Isaías denuncia aqueles que cumpriam a lei, praticavam os jejuns prescritos e participavam no culto, mas depois, engavam o pobre e exploravam os humildes e os indigentes. Isaías denuncia estas atitudes frequentes entre os judeus regressados de Babilônia e incita-os a repartir com os pobres. É que eles, queixavam-se de o Senhor não atender as suas orações nem prestar atenção aos seus jejuns.
As palavras de Isaías são claras, “reparte o teu pão com o faminto, dá pousada aos pobres sem abrigo, leva roupa ao que não tem que vestir e não voltes as costas ao teu semelhante” e ainda “se tirares do meio de ti a opressão, os gestos de ameaça e as palavras ofensivas, se deres do teu pão ao faminto e matares a fome ao indigente” a tua sorte mudará porque “se chamares, o Senhor responderá, se O invocares, dir-te-á: ‘Aqui estou’”. São as escolhas egoístas que impedem que a oração e os jejuns cheguem à presença de Deus.
É esta, a mesma razão pela qual Jesus fala aos discípulos desafiando-os a ser Sal e Luz no mundo. As imagens usadas são muito fortes. O sal não pode nunca deixar de salgar, mas um discípulo de Jesus pode tornar-se inútil. Uma cidade situada no cimo de um monte não pode esconder-se, mas a comunidade dos discípulos de Jesus pode tornar-se invisível. A luz deve colocar-se em lugar que possa iluminar todos os que estão em casa e um discípulo de Jesus pode estar na comunidade em atitude que provoca sombras e trevas à sua volta.
O que é que faz com que os discípulos sejam como o sal e como a luz? As suas obras. Se elas são boas eles são sal e luz, os homens que veem essas boas obras percebem-nas como obras que vêm de Deus e não apenas dos homens e dão glória a Deus. Desta forma cumpre-se a vida do discípulo que é viver de modo que Deus seja louvado.
Se o discípulo não pratica boas obras ou até realiza obras que põem em causa o nome de Deus, então torna-se trevas, perde o sabor e o seu destino é “ser lançado fora e pisado pelos homens”.
Dizemos muitas vezes e ouvimos dizer: “Eu faço o bem sempre que posso”, este sempre significa quando? Muitas vezes nem nos lembramos quando foi a última vez em que fizemos o bem e, “sempre que posso”, pode significar que nunca posso e torna-se uma desculpa ridícula. Ouvimos e dizemos também, “eu faço o bem a toda a gente”. “Toda a gente”, quem é? Quem foi a última pessoa a quem conscientemente fiz o bem?
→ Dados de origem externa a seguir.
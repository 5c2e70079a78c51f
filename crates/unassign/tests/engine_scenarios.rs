//! Lifecycle scenarios driven against an in-memory issue host.

use std::collections::HashSet;
use std::sync::{Arc, Mutex};

use async_trait::async_trait;
use chrono::{Duration, Utc};

use unassign::config::DEFAULT_MARK_COMMENT;
use unassign::events::{ActivityEvent, EventIssue, EventRepository, EventSender};
use unassign::platform::traits::{
    Issue, IssueHost, IssueQuery, IssueState, Label, PlatformError, PullRequestMarker, User,
};
use unassign::sweep::labels::NO_RESPONSE_LABEL;
use unassign::{Config, EventReactor, LifecycleEngine, RepositoryContext};

/// A recorded mutating call.
#[derive(Debug, Clone, PartialEq)]
enum Call {
    CreateLabel(String),
    AddLabel(u64, String),
    RemoveLabel(u64, String),
    Comment(u64, String),
    EditAssignees(u64, Vec<String>),
}

/// In-memory issue host recording every mutation.
#[derive(Default)]
struct FakeHost {
    issues: Mutex<Vec<Issue>>,
    repo_labels: Mutex<HashSet<String>>,
    calls: Mutex<Vec<Call>>,
    fail_get_label: Mutex<bool>,
    fail_mark_listing: Mutex<bool>,
    fail_unassign_listing: Mutex<bool>,
    fail_comments: Mutex<bool>,
}

impl FakeHost {
    fn with_issues(issues: Vec<Issue>) -> Arc<Self> {
        let host = Self::default();
        *host.issues.lock().unwrap() = issues;
        Arc::new(host)
    }

    fn seed_label(&self, name: &str) {
        self.repo_labels.lock().unwrap().insert(name.to_string());
    }

    fn calls(&self) -> Vec<Call> {
        self.calls.lock().unwrap().clone()
    }

    fn record(&self, call: Call) {
        self.calls.lock().unwrap().push(call);
    }

    fn count_matching(&self, predicate: impl Fn(&Call) -> bool) -> usize {
        self.calls().iter().filter(|c| predicate(c)).count()
    }

    fn api_error() -> PlatformError {
        PlatformError::Api {
            status: 500,
            message: "boom".to_string(),
        }
    }
}
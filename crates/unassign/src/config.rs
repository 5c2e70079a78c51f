//! Configuration for the unassign service.

use std::env;

/// Default mark-comment template. `@assignee` is replaced with a mention of
/// the issue's assignee.
pub const DEFAULT_MARK_COMMENT: &str =
    "Hi @assignee, this issue has been marked for no response.";

/// Unassign service configuration.
#[derive(Clone)]
pub struct Config {
    /// API token for platform calls.
    pub github_token: Option<String>,
    /// Repositories to sweep (`owner/repo`, comma-separated in the env).
    pub repos: Vec<String>,
    /// Days of inactivity before an assigned issue is marked. Required for
    /// sweeping.
    pub days_until_no_response: Option<f64>,
    /// Days of inactivity before a marked issue is unassigned. Absence
    /// disables the unassign phase.
    pub days_until_unassign: Option<f64>,
    /// Execute real mutations. When false, every action is only logged.
    pub perform: bool,
    /// Minutes between sweep ticks per repository.
    pub checking_interval_minutes: u64,
    /// Disable the randomized initial stagger across repositories.
    pub disable_delay: bool,
    /// Labels that exclude an issue from being marked.
    pub exempt_labels: Vec<String>,
    /// Login of the bot account, so its own events are ignored.
    pub bot_login: Option<String>,
    /// Webhook signing secret for signature verification.
    pub webhook_secret: Option<String>,
    /// HTTP server port.
    pub port: u16,
    /// Mark-comment template with an `@assignee` mention placeholder.
    pub mark_comment: String,
    /// Optional comment posted when an issue is unassigned.
    pub unassign_comment: Option<String>,
    /// Optional comment posted when an issue is unmarked.
    pub unmark_comment: Option<String>,
}

impl Default for Config {
    fn default() -> Self {
        Self {
            github_token: env::var("GITHUB_TOKEN").ok().filter(|s| !s.is_empty()),
            repos: env::var("GITHUB_REPOS")
                .ok()
                .map(|s| {
                    s.split(',')
                        .map(|r| r.trim().to_string())
                        .filter(|r| !r.is_empty())
                        .collect()
                })
                .unwrap_or_default(),
            days_until_no_response: env::var("DAYS_UNTIL_NO_RESPONSE")
                .ok()
                .and_then(|s| s.parse().ok()),
            days_until_unassign: env::var("DAYS_UNTIL_UNASSIGN")
                .ok()
                .and_then(|s| s.parse().ok()),
            perform: env::var("PERFORM")
                .map(|v| v == "true" || v == "1")
                .unwrap_or(false),
            checking_interval_minutes: env::var("CHECKING_INTERVAL_MINUTES")
                .ok()
                .and_then(|s| s.parse().ok())
                .unwrap_or(60),
            disable_delay: env::var("DISABLE_DELAY")
                .map(|v| v == "true" || v == "1")
                .unwrap_or(false),
            exempt_labels: env::var("EXEMPT_LABELS")
                .ok()
                .map(|s| {
                    s.split(',')
                        .map(|l| l.trim().to_string())
                        .filter(|l| !l.is_empty())
                        .collect()
                })
                .unwrap_or_default(),
            bot_login: env::var("BOT_LOGIN").ok().filter(|s| !s.is_empty()),
            webhook_secret: env::var("WEBHOOK_SECRET").ok().filter(|s| !s.is_empty()),
            port: env::var("PORT")
                .ok()
                .and_then(|s| s.parse().ok())
                .unwrap_or(8080),
            mark_comment: env::var("MARK_COMMENT")
                .ok()
                .filter(|s| !s.is_empty())
                .unwrap_or_else(|| DEFAULT_MARK_COMMENT.to_string()),
            unassign_comment: env::var("UNASSIGN_COMMENT").ok().filter(|s| !s.is_empty()),
            unmark_comment: env::var("UNMARK_COMMENT").ok().filter(|s| !s.is_empty()),
        }
    }
}
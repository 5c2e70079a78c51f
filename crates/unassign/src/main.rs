//! Unassign service binary.
//!
//! Standalone service: periodic mark-and-sweep of the configured
//! repositories plus an HTTP endpoint for GitHub webhook deliveries.

use std::net::SocketAddr;
use std::sync::Arc;

use anyhow::{Context, Result};
use tokio::net::TcpListener;
use tracing::{info, warn};
use tracing_subscriber::{fmt, prelude::*, EnvFilter};

use unassign::platform::github::GitHub;
use unassign::platform::traits::IssueHost;
use unassign::{scheduler, server, Config, EventReactor, LifecycleEngine};

#[tokio::main]
async fn main() -> Result<()> {
    // Initialize tracing
    tracing_subscriber::registry()
        .with(fmt::layer())
        .with(EnvFilter::from_default_env().add_directive("unassign=info".parse()?))
        .init();

    info!("Starting unassign service...");

    // Load configuration
    let config = Config::default();

    let token = config
        .github_token
        .clone()
        .context("GITHUB_TOKEN is not configured")?;

    if !config.repos.is_empty() && config.days_until_no_response.is_none() {
        anyhow::bail!("DAYS_UNTIL_NO_RESPONSE must be configured to sweep repositories");
    }

    if !config.perform {
        info!("PERFORM is not set - running in dry-run mode, no mutations will be made");
    }

    let host: Arc<dyn IssueHost> = Arc::new(GitHub::new(&token)?);
    let engine = Arc::new(LifecycleEngine::new(host.clone()));
    let reactor = Arc::new(EventReactor::new(host, config.clone()));

    if config.repos.is_empty() {
        warn!("GITHUB_REPOS is empty - no repositories will be swept");
    } else {
        let scheduler_engine = engine.clone();
        let scheduler_config = config.clone();
        tokio::spawn(async move {
            if let Err(e) = scheduler::run(scheduler_engine, scheduler_config).await {
                tracing::error!(error = %e, "sweep scheduler exited");
            }
        });
    }

    let state = server::AppState {
        config: config.clone(),
        reactor,
    };
    let app = server::build_router(state);

    let addr = SocketAddr::from(([0, 0, 0, 0], config.port));
    info!(addr = %addr, "Listening for GitHub webhooks");

    let listener = TcpListener::bind(addr)
        .await
        .with_context(|| format!("Failed to bind to {addr}"))?;
    axum::serve(listener, app)
        .await
        .context("HTTP server error")?;

    Ok(())
}
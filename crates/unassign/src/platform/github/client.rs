//! GitHub REST API client.

use std::time::Duration;

use async_trait::async_trait;
use reqwest::header::{HeaderMap, HeaderValue, AUTHORIZATION, ACCEPT, USER_AGENT};
use reqwest::{Client, Response, StatusCode};
use tracing::debug;

use super::models::{
    AddLabelsRequest, CreateCommentRequest, CreateLabelRequest, EditAssigneesRequest,
    SearchResponse,
};
use crate::platform::traits::{Issue, IssueHost, IssueQuery, IssueState, Label, PlatformError};

/// Base URL for the GitHub API.
const API_BASE_URL: &str = "https://api.github.com";

/// Default timeout for API requests.
const DEFAULT_TIMEOUT_SECS: u64 = 30;

/// GitHub implementation of [`IssueHost`].
#[derive(Debug, Clone)]
pub struct GitHub {
    /// HTTP client.
    client: Client,
    /// API token for authentication.
    token: String,
    /// API base URL.
    base_url: String,
}

impl GitHub {
    /// Create a new GitHub client.
    ///
    /// # Errors
    ///
    /// Returns an error if the HTTP client cannot be created.
    pub fn new(token: &str) -> Result<Self, PlatformError> {
        Self::with_base_url(token, API_BASE_URL)
    }

    /// Create a client against a non-default API base URL.
    ///
    /// # Errors
    ///
    /// Returns an error if the HTTP client cannot be created.
    pub fn with_base_url(token: &str, base_url: &str) -> Result<Self, PlatformError> {
        let mut headers = HeaderMap::new();
        headers.insert(
            ACCEPT,
            HeaderValue::from_static("application/vnd.github+json"),
        );
        headers.insert(
            "X-GitHub-Api-Version",
            HeaderValue::from_static("2022-11-28"),
        );
        headers.insert(USER_AGENT, HeaderValue::from_static("unassign/0.1"));

        let client = Client::builder()
            .default_headers(headers)
            .timeout(Duration::from_secs(DEFAULT_TIMEOUT_SECS))
            .build()?;

        Ok(Self {
            client,
            token: token.to_string(),
            base_url: base_url.trim_end_matches('/').to_string(),
        })
    }

    /// Make an authenticated GET request.
    async fn get<T: serde::de::DeserializeOwned>(&self, path: &str) -> Result<T, PlatformError> {
        let url = format!("{}{path}", self.base_url);
        debug!(url = %url, "GET request");

        let response = self
            .client
            .get(&url)
            .header(AUTHORIZATION, format!("Bearer {}", self.token))
            .send()
            .await?;

        Self::handle_response(response, path).await
    }

    /// Make an authenticated GET request with query parameters.
    async fn get_with_params<T: serde::de::DeserializeOwned>(
        &self,
        path: &str,
        params: &[(&str, String)],
    ) -> Result<T, PlatformError> {
        let url = format!("{}{path}", self.base_url);
        debug!(url = %url, "GET request");

        let response = self
            .client
            .get(&url)
            .query(params)
            .header(AUTHORIZATION, format!("Bearer {}", self.token))
            .send()
            .await?;

        Self::handle_response(response, path).await
    }

    /// Make an authenticated POST request.
    async fn post<T, B>(&self, path: &str, body: &B) -> Result<T, PlatformError>
    where
        T: serde::de::DeserializeOwned,
        B: serde::Serialize,
    {
        let url = format!("{}{path}", self.base_url);
        debug!(url = %url, "POST request");

        let response = self
            .client
            .post(&url)
            .header(AUTHORIZATION, format!("Bearer {}", self.token))
            .json(body)
            .send()
            .await?;

        Self::handle_response(response, path).await
    }

    /// Make an authenticated PATCH request, discarding the response body.
    async fn patch_empty<B: serde::Serialize>(
        &self,
        path: &str,
        body: &B,
    ) -> Result<(), PlatformError> {
        let url = format!("{}{path}", self.base_url);
        debug!(url = %url, "PATCH request");

        let response = self
            .client
            .patch(&url)
            .header(AUTHORIZATION, format!("Bearer {}", self.token))
            .json(body)
            .send()
            .await?;

        Self::check_status(response, path).await
    }

    /// Make an authenticated DELETE request, discarding the response body.
    async fn delete(&self, path: &str) -> Result<(), PlatformError> {
        let url = format!("{}{path}", self.base_url);
        debug!(url = %url, "DELETE request");

        let response = self
            .client
            .delete(&url)
            .header(AUTHORIZATION, format!("Bearer {}", self.token))
            .send()
            .await?;

        Self::check_status(response, path).await
    }

    /// Map a response to a parsed body or a platform error.
    async fn handle_response<T: serde::de::DeserializeOwned>(
        response: Response,
        path: &str,
    ) -> Result<T, PlatformError> {
        let status = response.status();
        if status == StatusCode::NOT_FOUND {
            return Err(PlatformError::NotFound(path.to_string()));
        }
        if !status.is_success() {
            let message = response.text().await.unwrap_or_default();
            return Err(PlatformError::Api {
                status: status.as_u16(),
                message,
            });
        }

        Ok(response.json().await?)
    }

    /// Map a body-less response to success or a platform error.
    async fn check_status(response: Response, path: &str) -> Result<(), PlatformError> {
        let status = response.status();
        if status == StatusCode::NOT_FOUND {
            return Err(PlatformError::NotFound(path.to_string()));
        }
        if !status.is_success() {
            let message = response.text().await.unwrap_or_default();
            return Err(PlatformError::Api {
                status: status.as_u16(),
                message,
            });
        }
        Ok(())
    }
}

/// Build the search-API query string for an issue listing.
fn build_search_query(owner: &str, repo: &str, query: &IssueQuery) -> String {
    let mut parts = vec![format!("repo:{owner}/{repo}")];

    parts.push(
        match query.state {
            IssueState::Open => "is:open",
            IssueState::Closed => "is:closed",
        }
        .to_string(),
    );
    parts.push(query.kind.query_restriction().to_string());

    match query.assigned {
        Some(true) => parts.push("assignee:*".to_string()),
        Some(false) => parts.push("no:assignee".to_string()),
        None => {}
    }

    for label in &query.labels {
        parts.push(format!("label:\"{label}\""));
    }
    for label in &query.exclude_labels {
        parts.push(format!("-label:\"{label}\""));
    }

    if let Some(cutoff) = query.updated_before {
        parts.push(format!("updated:<{}", cutoff.format("%Y-%m-%dT%H:%M:%SZ")));
    }

    parts.join(" ")
}

#[async_trait]
impl IssueHost for GitHub {
    async fn list_issues(
        &self,
        owner: &str,
        repo: &str,
        query: &IssueQuery,
    ) -> Result<Vec<Issue>, PlatformError> {
        let q = build_search_query(owner, repo, query);
        debug!(owner = %owner, repo = %repo, query = %q, "searching issues");

        let params = [
            ("q", q),
            ("sort", query.sort.as_str().to_string()),
            ("order", query.direction.as_str().to_string()),
            ("per_page", query.per_page.to_string()),
        ];
        let response: SearchResponse = self.get_with_params("/search/issues", &params).await?;

        debug!(
            owner = %owner,
            repo = %repo,
            total = response.total_count,
            page = response.items.len(),
            "search complete"
        );

        // The search API cannot express lock status; filter it here.
        let items = match query.locked {
            Some(wanted) => response
                .items
                .into_iter()
                .filter(|issue| issue.locked == wanted)
                .collect(),
            None => response.items,
        };

        Ok(items)
    }

    async fn get_issue(
        &self,
        owner: &str,
        repo: &str,
        number: u64,
    ) -> Result<Issue, PlatformError> {
        self.get(&format!("/repos/{owner}/{repo}/issues/{number}"))
            .await
    }

    async fn get_label(
        &self,
        owner: &str,
        repo: &str,
        name: &str,
    ) -> Result<Label, PlatformError> {
        let encoded = urlencoding::encode(name);
        self.get(&format!("/repos/{owner}/{repo}/labels/{encoded}"))
            .await
    }

    async fn create_label(
        &self,
        owner: &str,
        repo: &str,
        name: &str,
        color: &str,
    ) -> Result<Label, PlatformError> {
        self.post(
            &format!("/repos/{owner}/{repo}/labels"),
            &CreateLabelRequest { name, color },
        )
        .await
    }

    async fn add_label(
        &self,
        owner: &str,
        repo: &str,
        number: u64,
        name: &str,
    ) -> Result<(), PlatformError> {
        let _: Vec<Label> = self
            .post(
                &format!("/repos/{owner}/{repo}/issues/{number}/labels"),
                &AddLabelsRequest {
                    labels: vec![name],
                },
            )
            .await?;
        Ok(())
    }

    async fn remove_label(
        &self,
        owner: &str,
        repo: &str,
        number: u64,
        name: &str,
    ) -> Result<(), PlatformError> {
        let encoded = urlencoding::encode(name);
        self.delete(&format!(
            "/repos/{owner}/{repo}/issues/{number}/labels/{encoded}"
        ))
        .await
    }

    async fn create_comment(
        &self,
        owner: &str,
        repo: &str,
        number: u64,
        body: &str,
    ) -> Result<(), PlatformError> {
        let _: serde_json::Value = self
            .post(
                &format!("/repos/{owner}/{repo}/issues/{number}/comments"),
                &CreateCommentRequest { body },
            )
            .await?;
        Ok(())
    }

    async fn edit_assignees(
        &self,
        owner: &str,
        repo: &str,
        number: u64,
        assignees: &[String],
    ) -> Result<(), PlatformError> {
        self.patch_empty(
            &format!("/repos/{owner}/{repo}/issues/{number}"),
            &EditAssigneesRequest { assignees },
        )
        .await
    }
}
Também dizemos e ouvimos dizer “não faço mal a ninguém”. Será mesmo verdade que podemos dizer com toda a certeza que não prejudicamos nunca ninguém?
Afirmamo-nos com muita facilidade “boas pessoas”, mas não é possível ser boa pessoa sem obras. Os tempos em que vivemos é mesmo um tempo de aparências como o tempo de Isaías, em que queremos apresentar-nos diante de Deus como bons, mas nem sempre agimos como discípulos de Jesus nas nossas relações humanas, familiares, profissionais e civis. Fugimos facilmente aos nossos compromissos e esquecemos rapidamente as imagens de pobreza e abandono que nos comovem. Queremos ser boas pessoas sem obras.
Jesus desafia-nos, hoje, a repensar a vida, de modo que ela manifeste o poder de Deus por palavras e obras, para que todos, contemplando a Deus em nós, desejem também dar glória a Deus. Então, se o chamarmos ele responderá, se o invocarmos ele dirá: “estou aqui”.